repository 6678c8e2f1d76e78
pub mod inbound;
pub mod outbound;

pub use inbound::*;
pub use outbound::*;
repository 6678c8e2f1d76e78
use crate::domains::logger::DomainLogger;
use chrono::Utc;
use std::sync::Arc;

/// Forwards to the `log` facade, which `fast_log` writes to the configured file.
struct FastLogBridge;

impl DomainLogger for FastLogBridge {
    fn info(&self, msg: &str) {
        log::info!("{} - {}", Utc::now().to_rfc3339(), msg);
    }

    fn warn(&self, msg: &str) {
        log::warn!("{} - {}", Utc::now().to_rfc3339(), msg);
    }

    fn error(&self, msg: &str) {
        log::error!("{} - {}", Utc::now().to_rfc3339(), msg);
    }
}

/// Install `fast_log` with a file appender at `path` and return a logger bound to it.
/// Only one `log` backend can be installed per process; a second call fails.
pub fn init_file_logger(path: &str) -> Result<Arc<dyn DomainLogger>, String> {
    fast_log::init(
        fast_log::config::Config::new()
            .file(path)
            .level(log::LevelFilter::Info),
    )
    .map_err(|e| format!("Failed to initialize fast_log at {}: {}", path, e))?;
    Ok(Arc::new(FastLogBridge))
}
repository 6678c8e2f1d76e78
use crate::domains::geo::{DensifyOptions, Region, DEFAULT_MAX_POINTS_PER_SEGMENT, DEFAULT_STEP_DISTANCE_M};
use anyhow::{Context, Result};
use serde::{Deserialize, Serialize};
use std::path::{Path, PathBuf};

#[derive(Debug, Clone, Serialize, Deserialize)]
pub struct Config {
    pub simulation: SimulationConfig,
    #[serde(default)]
    pub data: DataConfig,
    #[serde(default)]
    pub logging: LoggingConfig,
    #[serde(default)]
    pub journal: JournalConfig,
    #[serde(default)]
    pub regions: Vec<Region>,
}

#[derive(Debug, Clone, Serialize, Deserialize)]
pub struct SimulationConfig {
    #[serde(default = "default_step_distance")]
    pub step_distance_m: f64,
    pub speed_mps: f64,
    /// Seconds between re-sends of the current location; 0 disables them.
    #[serde(default)]
    pub heartbeat_secs: u64,
    #[serde(default = "default_max_points")]
    pub max_points_per_segment: usize,
    /// Agents the `locsim` binary starts, each replaying the configured route.
    #[serde(default)]
    pub agents: Vec<String>,
}

#[derive(Debug, Clone, Default, Serialize, Deserialize)]
pub struct DataConfig {
    /// Route directory; `LOCSIM_DATA_DIR` and the built-in defaults apply when unset.
    pub dir: Option<PathBuf>,
    pub route: Option<String>,
}

#[derive(Debug, Clone, Default, Serialize, Deserialize)]
pub struct LoggingConfig {
    pub file: Option<String>,
}

#[derive(Debug, Clone, Default, Serialize, Deserialize)]
pub struct JournalConfig {
    pub dir: Option<PathBuf>,
}

fn default_step_distance() -> f64 {
    DEFAULT_STEP_DISTANCE_M
}

fn default_max_points() -> usize {
    DEFAULT_MAX_POINTS_PER_SEGMENT
}

impl Config {
    pub async fn from_file<P: AsRef<Path>>(path: P) -> Result<Self> {
        let path = path.as_ref();
        let content = tokio::fs::read_to_string(path)
            .await
            .with_context(|| format!("reading {}", path.display()))?;
        Self::from_toml(&content)
    }

    pub fn from_toml(content: &str) -> Result<Self> {
        let config: Config = toml::from_str(content)?;
        config.validate()?;
        Ok(config)
    }

    pub fn validate(&self) -> Result<()> {
        let sim = &self.simulation;
        if !(sim.step_distance_m.is_finite() && sim.step_distance_m > 0.0) {
            anyhow::bail!("simulation.step_distance_m must be positive");
        }
        if !(sim.speed_mps.is_finite() && sim.speed_mps > 0.0) {
            anyhow::bail!("simulation.speed_mps must be positive");
        }
        if sim.max_points_per_segment == 0 {
            anyhow::bail!("simulation.max_points_per_segment must be at least 1");
        }
        Ok(())
    }

    pub fn densify_options(&self) -> DensifyOptions {
        DensifyOptions {
            step_distance_m: self.simulation.step_distance_m,
            max_points_per_segment: self.simulation.max_points_per_segment,
        }
    }
}

impl Default for Config {
    fn default() -> Self {
        Self {
            simulation: SimulationConfig {
                step_distance_m: DEFAULT_STEP_DISTANCE_M,
                speed_mps: 13.9,
                heartbeat_secs: 30,
                max_points_per_segment: DEFAULT_MAX_POINTS_PER_SEGMENT,
                agents: vec!["courier-1".to_string()],
            },
            data: DataConfig::default(),
            logging: LoggingConfig::default(),
            journal: JournalConfig::default(),
            regions: Vec::new(),
        }
    }
}
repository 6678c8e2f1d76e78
use tracing_subscriber::EnvFilter;

/// Install the process-wide `tracing` subscriber, filtered by `RUST_LOG` or
/// `default_directive`.
///
/// The subscriber does not claim the `log` facade, which stays free for the
/// `fast_log` file sink installed by `init_file_logger`.
pub fn init_tracing(default_directive: &str) -> Result<(), String> {
    tracing_subscriber::fmt()
        .with_env_filter(EnvFilter::try_from_default_env().unwrap_or_else(|_| EnvFilter::new(default_directive)))
        .try_init()
        .map_err(|e| format!("Failed to install tracing subscriber: {}", e))
}
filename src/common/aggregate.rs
use crate::common::{DomainEvent, DomainResult};
use serde::{Deserialize, Serialize};

pub trait AggregateRoot: Send + Sync + Clone {
    type Event: DomainEvent + Serialize + for<'de> Deserialize<'de>;

    fn aggregate_id(&self) -> &str;
    fn version(&self) -> u64;

    /// Apply an event to update the aggregate state
    fn apply(&mut self, event: &Self::Event) -> DomainResult<()>;

    fn uncommitted_events(&self) -> &[Self::Event];

    fn mark_events_as_committed(&mut self);

    fn add_event(&mut self, event: Self::Event);
}

/// Rebuild an aggregate by replaying stored events on top of an initial state.
pub fn load_from_history<T: AggregateRoot>(mut aggregate: T, events: &[T::Event]) -> DomainResult<T> {
    for event in events {
        aggregate.apply(event)?;
    }
    aggregate.mark_events_as_committed();
    Ok(aggregate)
}
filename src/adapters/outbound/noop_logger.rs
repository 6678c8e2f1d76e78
use crate::domains::logger::DomainLogger;
use std::sync::Arc;

struct NoOp;

impl DomainLogger for NoOp {
    fn info(&self, _msg: &str) {}
    fn warn(&self, _msg: &str) {}
    fn error(&self, _msg: &str) {}
}

/// Discards everything; the default for simulations started without a logger.
pub fn init_noop_logger() -> Arc<dyn DomainLogger> {
    Arc::new(NoOp)
}
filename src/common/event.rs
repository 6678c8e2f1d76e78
use chrono::{DateTime, Utc};
use serde::{Deserialize, Serialize};
use uuid::Uuid;

pub trait DomainEvent: Send + Sync + Clone {
    fn event_type(&self) -> &'static str;
    fn aggregate_id(&self) -> &str;
    fn event_version(&self) -> u64;
    fn occurred_at(&self) -> DateTime<Utc>;
}

/// Serialized form of a domain event as it is written to an `EventStore`.
#[derive(Debug, Clone, Serialize, Deserialize)]
pub struct EventEnvelope {
    pub event_id: Uuid,
    pub aggregate_id: String,
    pub aggregate_type: String,
    pub event_type: String,
    pub event_version: u64,
    pub event_data: serde_json::Value,
    pub metadata: EventMetadata,
    pub occurred_at: DateTime<Utc>,
}

#[derive(Debug, Clone, Serialize, Deserialize)]
pub struct EventMetadata {
    pub correlation_id: Option<Uuid>,
    pub agent_id: Option<String>,
    pub source: String,
}

impl EventMetadata {
    pub fn for_agent(agent_id: &str, source: &str) -> Self {
        Self {
            correlation_id: Some(Uuid::new_v4()),
            agent_id: Some(agent_id.to_string()),
            source: source.to_string(),
        }
    }
}

impl EventEnvelope {
    pub fn new<E: DomainEvent + Serialize>(
        event: &E,
        aggregate_type: &str,
        metadata: EventMetadata,
    ) -> Result<Self, serde_json::Error> {
        Ok(Self {
            event_id: Uuid::new_v4(),
            aggregate_id: event.aggregate_id().to_string(),
            aggregate_type: aggregate_type.to_string(),
            event_type: event.event_type().to_string(),
            event_version: event.event_version(),
            event_data: serde_json::to_value(event)?,
            metadata,
            occurred_at: event.occurred_at(),
        })
    }

    /// Decode the payload back into a concrete event type.
    pub fn decode<E: for<'de> Deserialize<'de>>(&self) -> Result<E, serde_json::Error> {
        serde_json::from_value(self.event_data.clone())
    }
}

#[async_trait::async_trait]
pub trait EventStore: Send + Sync {
    async fn append_events(
        &self,
        aggregate_id: &str,
        expected_version: u64,
        events: Vec<EventEnvelope>,
    ) -> Result<(), String>;

    async fn load_events(
        &self,
        aggregate_id: &str,
        from_version: u64,
    ) -> Result<Vec<EventEnvelope>, String>;

    async fn load_events_by_type(
        &self,
        event_type: &str,
        from_timestamp: Option<DateTime<Utc>>,
    ) -> Result<Vec<EventEnvelope>, String>;
}
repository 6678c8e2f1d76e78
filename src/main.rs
use locsim::adapters::inbound::{FileEventStore, GeoJsonWaypointSource, SyntheticWaypointSource};
use locsim::adapters::outbound::{init_combined_logger, init_tracing, LoggingLocationUpdater};
use locsim::application::SimulationService;
use locsim::domains::geo::GeoPoint;
use locsim::domains::simulation::WaypointSource;
use locsim::Config;
use std::error::Error;
use std::sync::Arc;
use tracing::{error, info, warn};

const DEMO_ROUTE: &str = "demo";

#[tokio::main]
async fn main() -> Result<(), Box<dyn Error>> {
    if let Err(e) = init_tracing("info") {
        eprintln!("{}", e);
    }

    info!("Starting locsim");

    let config_path = std::env::args().nth(1).unwrap_or_else(|| "config.toml".to_string());
    let config = match Config::from_file(&config_path).await {
        Ok(config) => config,
        Err(e) => {
            warn!("Using default configuration ({:#})", e);
            Config::default()
        }
    };

    let logger = init_combined_logger(config.logging.file.as_deref());

    let (source, route): (Arc<dyn WaypointSource>, String) = match &config.data.route {
        Some(route) => (Arc::new(GeoJsonWaypointSource::new(config.data.dir.clone())), route.clone()),
        None => {
            info!("No route configured, using a synthetic demo route");
            let origin = GeoPoint::new(45.5017, -73.5673)?;
            let destination = GeoPoint::new(45.5088, -73.5540)?;
            (
                Arc::new(SyntheticWaypointSource::new(origin, destination, 6, 40.0)),
                DEMO_ROUTE.to_string(),
            )
        }
    };

    let mut service = SimulationService::new(&config, source, Arc::new(LoggingLocationUpdater), logger.clone());
    if let Some(dir) = &config.journal.dir {
        info!("Journaling simulation runs to {}", dir.display());
        service = service.with_event_store(Arc::new(FileEventStore::new(dir.clone())));
    }
    let service = Arc::new(service);

    for agent_id in &config.simulation.agents {
        let plan = service.prepare(agent_id, &route)?;
        let run_id = service.start(plan).await?;
        info!("Agent {} playing route {} as {}", agent_id, route, run_id);
    }

    let interrupt = {
        let service = service.clone();
        tokio::spawn(async move {
            if tokio::signal::ctrl_c().await.is_ok() {
                info!("Interrupted, canceling simulations");
                service.cancel_all().await;
            }
        })
    };

    for agent_id in &config.simulation.agents {
        match service.wait(agent_id).await {
            Ok(outcome) => info!(
                "Agent {} finished: {:?} at index {} after {} ticks",
                outcome.agent_id, outcome.status, outcome.final_index, outcome.ticks
            ),
            Err(e) => error!("Agent {}: {}", agent_id, e),
        }
    }
    interrupt.abort();

    info!("Shutting down locsim");
    Ok(())
}
use crate::common::{DomainError, DomainResult};
use crate::domains::geo::GeoPoint;
use serde::{Deserialize, Serialize};
use std::time::Duration;

#[derive(Debug, Clone, Copy, PartialEq, Eq, Serialize, Deserialize)]
pub enum ClockState {
    Running,
    Paused,
    Completed,
    Canceled,
}

#[derive(Debug, Clone, PartialEq)]
pub struct Progress {
    pub index: usize,
    pub point: GeoPoint,
    pub points_remaining: usize,
    pub eta: Duration,
}

#[derive(Debug, Clone, PartialEq)]
pub enum Tick {
    Advanced(Progress),
    /// The final point was reached on this tick. Reported once per clock.
    Completed(Progress),
    /// Paused, canceled or already completed.
    Idle,
}

/// Steps an index through a densified path.
///
/// The clock is a plain state machine; the runner owns the timer that calls
/// [`SimulationClock::tick`].
#[derive(Debug, Clone)]
pub struct SimulationClock {
    path: Vec<GeoPoint>,
    index: usize,
    interval: Duration,
    total_duration: Duration,
    state: ClockState,
}

impl SimulationClock {
    pub fn new(path: Vec<GeoPoint>, total_duration: Duration) -> DomainResult<Self> {
        if path.is_empty() {
            return Err(DomainError::InvalidCommand {
                reason: "Cannot simulate an empty path".to_string(),
            });
        }
        let steps = (path.len() - 1).max(1) as u32;
        Ok(Self {
            interval: total_duration / steps,
            path,
            index: 0,
            total_duration,
            state: ClockState::Running,
        })
    }

    /// `(total_duration, interval)` for traversing `path_length_m` at `speed_mps`
    /// over a path of `points` points.
    pub fn interval_for(path_length_m: f64, speed_mps: f64, points: usize) -> DomainResult<(Duration, Duration)> {
        if !speed_mps.is_finite() || speed_mps <= 0.0 {
            return Err(DomainError::InvalidCommand {
                reason: format!("Speed must be positive, got {}", speed_mps),
            });
        }
        if !path_length_m.is_finite() || path_length_m <= 0.0 || points < 2 {
            return Err(DomainError::InvalidCommand {
                reason: "Path has no length to traverse".to_string(),
            });
        }
        let total = Duration::from_secs_f64(path_length_m / speed_mps);
        let interval = total / (points - 1) as u32;
        Ok((total, interval))
    }

    pub fn tick(&mut self) -> Tick {
        if self.state != ClockState::Running {
            return Tick::Idle;
        }
        let last = self.path.len() - 1;
        if self.index < last {
            self.index += 1;
        }
        if self.index == last {
            self.state = ClockState::Completed;
            Tick::Completed(self.progress())
        } else {
            Tick::Advanced(self.progress())
        }
    }

    /// Returns false when the clock was not running.
    pub fn pause(&mut self) -> bool {
        if self.state == ClockState::Running {
            self.state = ClockState::Paused;
            true
        } else {
            false
        }
    }

    pub fn resume(&mut self) -> bool {
        if self.state == ClockState::Paused {
            self.state = ClockState::Running;
            true
        } else {
            false
        }
    }

    /// Returns false when the clock had already finished.
    pub fn cancel(&mut self) -> bool {
        if self.is_finished() {
            return false;
        }
        self.state = ClockState::Canceled;
        true
    }

    pub fn progress(&self) -> Progress {
        Progress {
            index: self.index,
            point: self.path[self.index],
            points_remaining: self.points_remaining(),
            eta: self.eta(),
        }
    }

    /// `(points_remaining / total_points) * total_duration`.
    pub fn eta(&self) -> Duration {
        let total_points = self.path.len() - 1;
        if total_points == 0 {
            return Duration::ZERO;
        }
        let nanos = self.total_duration.as_nanos() * self.points_remaining() as u128 / total_points as u128;
        Duration::from_nanos(nanos as u64)
    }

    pub fn points_remaining(&self) -> usize {
        self.path.len() - 1 - self.index
    }

    pub fn current_point(&self) -> GeoPoint {
        self.path[self.index]
    }

    pub fn index(&self) -> usize {
        self.index
    }

    pub fn len(&self) -> usize {
        self.path.len()
    }

    pub fn is_empty(&self) -> bool {
        self.path.is_empty()
    }

    pub fn state(&self) -> ClockState {
        self.state
    }

    pub fn is_finished(&self) -> bool {
        matches!(self.state, ClockState::Completed | ClockState::Canceled)
    }

    pub fn interval(&self) -> Duration {
        self.interval
    }

    pub fn total_duration(&self) -> Duration {
        self.total_duration
    }
}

### Exercise brief
Locate the word "FastLogBridge" in the data above. Copy every line carrying it.

### Task solution
struct FastLogBridge;
impl DomainLogger for FastLogBridge {
    Ok(Arc::new(FastLogBridge))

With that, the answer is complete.